Al actual Presidente le toca operar el fin de un régimen y el inicio de otro, para salir del bache en el que se encuentra el país. ¿Lo hará?

Desde finales del siglo XVIII hasta nuestros días, las élites políticas del país han inducido casi un centenar de reformas políticas y económicas, de diverso calado y alcances.

Sin embargo, hay cuatro que comparten visión, avatares y destino: las reformas borbónicas (1765-1809); las reformas “científicas” del porfiriato (1890-1910); las reformas neoliberales del salinismo (1990-1994) y las “reformas estructurales” de Peña Nieto (2012-2014). Las cuatro buscaron “modernizar” al país en su momento, es decir, integrarlo a las corrientes económicas dominantes a nivel global, liberalizar la economía y sacar de la pobreza y del atraso al país.

Sin embargo, las cuatro cumplieron sus objetivos a medias o los dejaron truncos, porque los costos sociales y políticos que implica su instrumentación terminan siendo superiores a los presuntos beneficios y frutos económicos que traerían a la población.

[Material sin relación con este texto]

//! Device abstraction used by the recorder session.
//!
//! A backend opens input and output streams for a [`SessionConfig`]. Streams are
//! opened, used and closed on the worker thread that owns them, so they are not
//! required to be `Send`.

use std::fmt;
use std::sync::Arc;
use std::sync::atomic::AtomicBool;

use super::format::SessionConfig;
use crate::error::Result;

/// Direction of an audio device.
#[derive(Debug, Clone, Copy, PartialEq, Eq)]
pub enum Direction {
    Input,
    Output,
}

impl fmt::Display for Direction {
    fn fmt(&self, f: &mut fmt::Formatter<'_>) -> fmt::Result {
        match self {
            Direction::Input => write!(f, "input"),
            Direction::Output => write!(f, "output"),
        }
    }
}

/// A device reported by [`AudioBackend::list_devices`].
#[derive(Debug, Clone, PartialEq, Eq)]
pub struct DeviceInfo {
    pub name: String,
    pub direction: Direction,
    pub is_default: bool,
}

/// Source of input and output streams.
pub trait AudioBackend: Send + Sync + 'static {
    /// Open a capture stream for `config`.
    ///
    /// Fails with `DeviceUnavailable` if there is no input device or the
    /// hardware offers no usable configuration.
    fn open_input(&self, config: &SessionConfig) -> Result<Box<dyn InputStream>>;

    /// Open a playback stream for `config`.
    fn open_output(&self, config: &SessionConfig) -> Result<Box<dyn OutputStream>>;

    /// Enumerate the devices of the backend.
    fn list_devices(&self) -> Result<Vec<DeviceInfo>>;
}

/// An open capture stream.
///
/// `close` releases the device and is idempotent; implementations also close on drop,
/// so the device is released exactly once on every exit path.
pub trait InputStream {
    /// Block until one full chunk is available and return it as little-endian i16 bytes.
    ///
    /// Returns `Ok(None)` once the interrupt flag is raised; a partially filled chunk is discarded.
    fn read_chunk(&mut self) -> Result<Option<Vec<u8>>>;

    /// Flag that makes a pending or future [`read_chunk`](Self::read_chunk) return `Ok(None)`.
    fn interrupt_flag(&self) -> Arc<AtomicBool>;

    fn close(&mut self);
}

/// An open playback stream.
///
/// `close` and `abort` are idempotent and implementations close on drop.
pub trait OutputStream {
    /// Queue one chunk of little-endian i16 bytes, blocking while the device buffer is full.
    fn write_chunk(&mut self, chunk: &[u8]) -> Result<()>;

    /// Wait for queued audio to finish playing.
    ///
    /// Returns `false` as soon as `cancel` is raised; the queued audio is left
    /// for [`abort`](Self::abort) to discard.
    fn drain(&mut self, cancel: &AtomicBool) -> bool;

    /// Wait for queued audio to finish playing, then release the device.
    fn close(&mut self);

    /// Discard queued audio and release the device immediately.
    fn abort(&mut self);
}
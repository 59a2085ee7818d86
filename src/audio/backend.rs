//! cpal implementation of [`AudioBackend`] on the default host.

use cpal::traits::HostTrait;
use tracing::debug;

use super::capture::CpalInput;
use super::device::{AudioBackend, DeviceInfo, Direction, InputStream, OutputStream};
use super::format::SessionConfig;
use super::playback::CpalOutput;
use super::util::get_device_name;
use crate::error::{RecorderError, Result};

/// Opens streams on the default input and output devices.
#[derive(Debug, Default, Clone, Copy)]
pub struct CpalBackend;

impl AudioBackend for CpalBackend {
    fn open_input(&self, config: &SessionConfig) -> Result<Box<dyn InputStream>> {
        Ok(Box::new(CpalInput::open(config)?))
    }

    fn open_output(&self, config: &SessionConfig) -> Result<Box<dyn OutputStream>> {
        Ok(Box::new(CpalOutput::open(config)?))
    }

    fn list_devices(&self) -> Result<Vec<DeviceInfo>> {
        let host = cpal::default_host();
        debug!("Enumerating devices on host {:?}", host.id());

        let default_input = host.default_input_device().map(|d| get_device_name(&d));
        let default_output = host.default_output_device().map(|d| get_device_name(&d));

        let inputs = host
            .input_devices()
            .map_err(|e| RecorderError::DeviceUnavailable(format!("Failed to enumerate input devices: {e}")))?;
        let outputs = host
            .output_devices()
            .map_err(|e| RecorderError::DeviceUnavailable(format!("Failed to enumerate output devices: {e}")))?;

        let describe = |name: String, direction: Direction, default: &Option<String>| DeviceInfo {
            is_default: default.as_deref() == Some(name.as_str()),
            name,
            direction,
        };

        let mut devices: Vec<DeviceInfo> = inputs
            .map(|d| describe(get_device_name(&d), Direction::Input, &default_input))
            .collect();
        devices.extend(outputs.map(|d| describe(get_device_name(&d), Direction::Output, &default_output)));

        Ok(devices)
    }
}
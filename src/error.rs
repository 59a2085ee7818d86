//! Error types for the recorder core.
//!
//! The audio and WAV layers return [`RecorderError`]; application code wraps it in `anyhow`.

use thiserror::Error;

/// Errors surfaced by the capture buffer, device adapters, session and WAV export.
#[derive(Debug, Error)]
pub enum RecorderError {
    /// No usable device, or the device rejected the requested configuration.
    #[error("Audio device unavailable: {0}")]
    DeviceUnavailable(String),

    /// A running stream failed while reading or writing a chunk.
    #[error("Audio stream error: {0}")]
    Stream(String),

    /// File system failure during export.
    #[error("I/O error: {0}")]
    Io(#[from] std::io::Error),

    /// WAV encoding failure during export.
    #[error("WAV error: {0}")]
    Wav(#[from] hound::Error),

    /// Frame data that cannot be interpreted as 16-bit samples.
    #[error("Invalid frame data: {0}")]
    InvalidFrames(String),

    #[error("A recording is in progress")]
    RecordingActive,

    #[error("Playback is in progress")]
    PlaybackActive,
}

pub type Result<T> = std::result::Result<T, RecorderError>;
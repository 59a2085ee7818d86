//! Fixed capture format and the per-session stream configuration.

use std::time::Duration;

/// Samples per chunk read from (or written to) a device.
pub const CHUNK_SIZE: usize = 1024;

/// Recordings are always mono.
pub const CHANNELS: u16 = 1;

/// Bytes per sample (16-bit signed little-endian PCM).
pub const SAMPLE_WIDTH: u16 = 2;

/// Stream configuration for one recording session.
///
/// Only the sample rate is selectable; channel count, sample format and chunk
/// size are fixed. A session keeps the configuration it was recorded with, so
/// playback and export of a take always use the rate it was captured at.
#[derive(Debug, Clone, Copy, PartialEq, Eq)]
pub struct SessionConfig {
    pub sample_rate: u32,
    pub channels: u16,
    pub sample_width: u16,
    pub chunk_size: usize,
}

impl SessionConfig {
    pub fn new(sample_rate: u32) -> Self {
        Self {
            sample_rate,
            channels: CHANNELS,
            sample_width: SAMPLE_WIDTH,
            chunk_size: CHUNK_SIZE,
        }
    }

    /// Size of one chunk in bytes.
    pub fn chunk_bytes(&self) -> usize {
        self.chunk_size * self.channels as usize * self.sample_width as usize
    }

    /// Playback time represented by `bytes` of frame data.
    pub fn duration_of(&self, bytes: usize) -> Duration {
        let frame_bytes = self.channels as usize * self.sample_width as usize;
        let frames = (bytes / frame_bytes) as u64;
        Duration::from_nanos(frames * 1_000_000_000 / self.sample_rate as u64)
    }

    /// WAV header parameters for this configuration.
    pub fn wav_spec(&self) -> hound::WavSpec {
        hound::WavSpec {
            channels: self.channels,
            sample_rate: self.sample_rate,
            bits_per_sample: self.sample_width * 8,
            sample_format: hound::SampleFormat::Int,
        }
    }
}
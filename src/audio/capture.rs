//! Audio capture using cpal.
//!
//! The device callback downmixes to mono, resamples to the session rate when the
//! hardware runs at a different rate, quantizes to i16 and pushes into a
//! lock-free ring buffer. [`CpalInput::read_chunk`] drains the ring buffer one
//! fixed-size chunk at a time.

use std::sync::Arc;
use std::sync::atomic::{AtomicBool, AtomicU64, Ordering};
use std::time::Duration;

use cpal::traits::{DeviceTrait, HostTrait, StreamTrait};
use cpal::{Stream, StreamConfig};
use parking_lot::Mutex;
use ringbuf::HeapRb;
use ringbuf::traits::{Consumer, Producer, Split};
use tracing::{debug, info, warn};

use super::device::InputStream;
use super::format::SessionConfig;
use super::resampler::ResamplerState;
use super::util::{convert_to_mono_f32, f32_to_i16, find_best_config, get_device_name, i16_to_le_bytes};
use crate::error::{RecorderError, Result};

/// Ring buffer capacity in samples (~4 seconds at 16kHz).
const CAPTURE_RING_SIZE: usize = 65536;

/// Sleep between ring buffer polls while waiting for a chunk to fill.
const READ_POLL_INTERVAL: Duration = Duration::from_micros(500);

/// Microphone stream on the default input device.
pub struct CpalInput {
    stream: Option<Stream>,                 // cpal audio stream (None once closed)
    consumer: ringbuf::HeapCons<i16>,       // Ring buffer consumer
    chunk_size: usize,                      // Samples per chunk
    interrupt: Arc<AtomicBool>,             // Makes a pending read give up
    failure: Arc<Mutex<Option<String>>>,    // Error reported by the device callback
}

impl CpalInput {
    /// Open and start the default input device for `config`.
    ///
    /// # Errors
    /// Returns `DeviceUnavailable` if:
    /// - No input device is available
    /// - Failed to get supported input configurations
    /// - No usable configuration exists
    /// - Failed to build or start the input stream
    pub fn open(config: &SessionConfig) -> Result<Self> {
        let host = cpal::default_host();
        let device = host
            .default_input_device()
            .ok_or_else(|| RecorderError::DeviceUnavailable("No input device available".to_string()))?;

        info!("Using input device: {}", get_device_name(&device));

        let supported_configs = device
            .supported_input_configs()
            .map_err(|e| RecorderError::DeviceUnavailable(format!("Failed to get supported input configs: {e}")))?;

        let device_config = find_best_config(supported_configs, config.sample_rate)?;
        let device_sample_rate = device_config.sample_rate();
        let channels = device_config.channels() as usize;

        let needs_resampling = device_sample_rate != config.sample_rate;
        if needs_resampling {
            info!("Device sample rate {} Hz differs from session {} Hz - resampling will be applied", device_sample_rate, config.sample_rate);
        }

        debug!("Audio capture config: {} Hz, {} channels, {:?}", device_sample_rate, channels, device_config.sample_format());

        let ring = HeapRb::<i16>::new(CAPTURE_RING_SIZE);
        let (mut producer, consumer) = ring.split();

        let resampler_state = if needs_resampling { Some(ResamplerState::new(device_sample_rate, config.sample_rate)?) } else { None };

        let failure = Arc::new(Mutex::new(None));
        let failure_clone = failure.clone();
        let err_fn = move |err: cpal::StreamError| {
            tracing::error!("Audio capture error: {}", err);
            let mut slot = failure_clone.lock();
            if slot.is_none() {
                *slot = Some(err.to_string());
            }
        };

        let stream_config: StreamConfig = device_config.config();
        let drop_count = AtomicU64::new(0);

        let stream = device
            .build_input_stream(
                &stream_config,
                move |data: &[f32], _: &cpal::InputCallbackInfo| {
                    let mono = convert_to_mono_f32(data, channels);
                    let samples = match &resampler_state {
                        Some(state) => state.lock().process_samples(&mono),
                        None => mono,
                    };

                    let written = producer.push_slice(&f32_to_i16(&samples));
                    if written < samples.len() {
                        let count = drop_count.fetch_add(1, Ordering::Relaxed);
                        if count.is_multiple_of(100) {
                            warn!("Capture ring buffer full, dropped {} audio blocks", count + 1);
                        }
                    }
                },
                err_fn,
                None,
            )
            .map_err(|e| RecorderError::DeviceUnavailable(format!("Failed to build input stream: {e}")))?;

        stream
            .play()
            .map_err(|e| RecorderError::DeviceUnavailable(format!("Failed to start input stream: {e}")))?;

        info!("Audio capture started: device {} Hz -> session {} Hz", device_sample_rate, config.sample_rate);

        Ok(Self {
            stream: Some(stream),
            consumer,
            chunk_size: config.chunk_size,
            interrupt: Arc::new(AtomicBool::new(false)),
            failure,
        })
    }
}

impl InputStream for CpalInput {
    fn read_chunk(&mut self) -> Result<Option<Vec<u8>>> {
        if self.stream.is_none() {
            return Err(RecorderError::Stream("Input stream is closed".to_string()));
        }

        let mut samples = vec![0i16; self.chunk_size];
        let mut filled = 0;

        while filled < self.chunk_size {
            if self.interrupt.load(Ordering::Relaxed) {
                debug!("Chunk read interrupted with {} of {} samples", filled, self.chunk_size);
                return Ok(None);
            }

            if let Some(message) = self.failure.lock().take() {
                return Err(RecorderError::Stream(message));
            }

            let read = self.consumer.pop_slice(&mut samples[filled..]);
            if read == 0 {
                std::thread::sleep(READ_POLL_INTERVAL);
                continue;
            }
            filled += read;
        }

        Ok(Some(i16_to_le_bytes(&samples)))
    }

    fn interrupt_flag(&self) -> Arc<AtomicBool> {
        self.interrupt.clone()
    }

    fn close(&mut self) {
        if let Some(stream) = self.stream.take() {
            if let Err(e) = stream.pause() {
                debug!("Failed to pause input stream: {}", e);
            }
            drop(stream);
            info!("Audio capture stopped");
        }
    }
}

impl Drop for CpalInput {
    fn drop(&mut self) {
        self.close();
    }
}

Las reformas borbónicas devinieron en el movimiento de Independencia de 1810, las reformas “científicas” del porfiriato en la Revolución mexicana de 1910, las reformas del salinismo “modernizador” en el levantamiento zapatista en Chiapas (aderezado con un ajuste criminal interno: los asesinatos de Colosio y Ruiz Massieu), mientras que las reformas estructurales en curso corren el riesgo de quedar rebasadas o en suspenso por la crisis de seguridad y justicia que envuelve al país.

Además de la perspectiva económica, este grupo de reformas “modernizantes” comparten una característica política: el despotismo ilustrado. Son reformas “para el pueblo y por el pueblo”, pero sin la participación del pueblo. La élite dirigente en su momento (unipartidista, bipartidista o pluripartidista) llega a la conclusión de manera unilateral que estas reformas son el único camino disponible para hacer progresar al país.

Por esa característica despótica intrínseca, los gobiernos que las promueven pasan por crisis de gobernabilidad severas, y la forma como las afrontan marca el destino de los mismos. Las reformas borbónicas y las porfiristas fueron rebasadas y superadas por la misma violencia social que desataron, no superando sus respectivas crisis de gobernabilidad.

Las reformas salinistas tuvieron su prueba en el último año de ese gobierno, en 1994, justo en el marco sucesorio del poder presidencial. La insurrección zapatista y los asesinatos políticos de Colosio y Ruiz Massieu, aunado a una crisis de deuda pública a corto plazo y una fuga masiva de capitales, crearon una tormenta perfecta ese año y el subsecuente, la cual dio pauta a una reforma política que preparó la primera alternancia presidencial unos años más tarde. Aquel año de 1994 marcó la transición de un régimen que concluyó seis años después, con el arribo del PAN al poder.

Veinte años después se vive una crisis de gobernabilidad de dimensiones similares, en un contexto de reformas estructurales amenazadas por la debilidad del estado de derecho (donde la corrupción y la impunidad son las principales amenazas), atonía económica interna, ambiente recesivo internacional, caída de los precios internacionales del petróleo y una escalada de violencia social que detonó un suceso coyuntural (la desaparición de 43 estudiantes normalistas en Iguala), pero cuya expresión llevó largos años de incubación.

En diciembre de 2014, Carlos Salinas dejaba el país con un 65% de rechazo de la población y una mancha de corrupción indeleble, después de haber obtenido rangos de 80% de aceptación a su gestión. Veinte diciembres después, el presidente Peña Nieto trae un rango y una mancha similar de desaprobación y rechazo, pero a diferencia de Salinas no está terminando su mandato, sino apenas el primer tercio.
A diferencia de las crisis de gobernabilidad generadas históricamente en otros momentos, al actual Presidente le toca operar el fin de un régimen y el inicio de otro, para salir del bache en el que se encuentra el país. ¿Lo hará?

No hay muchas opciones. Administrar la crisis, sobrellevando la turbulencia y esperando el desenlace inercial de los acontecimientos; o un golpe de timón, cambiando de gabinete, de estrategia y de carta de navegación. En ambos casos, el náufrago tiene un nombre: reformas estructurales.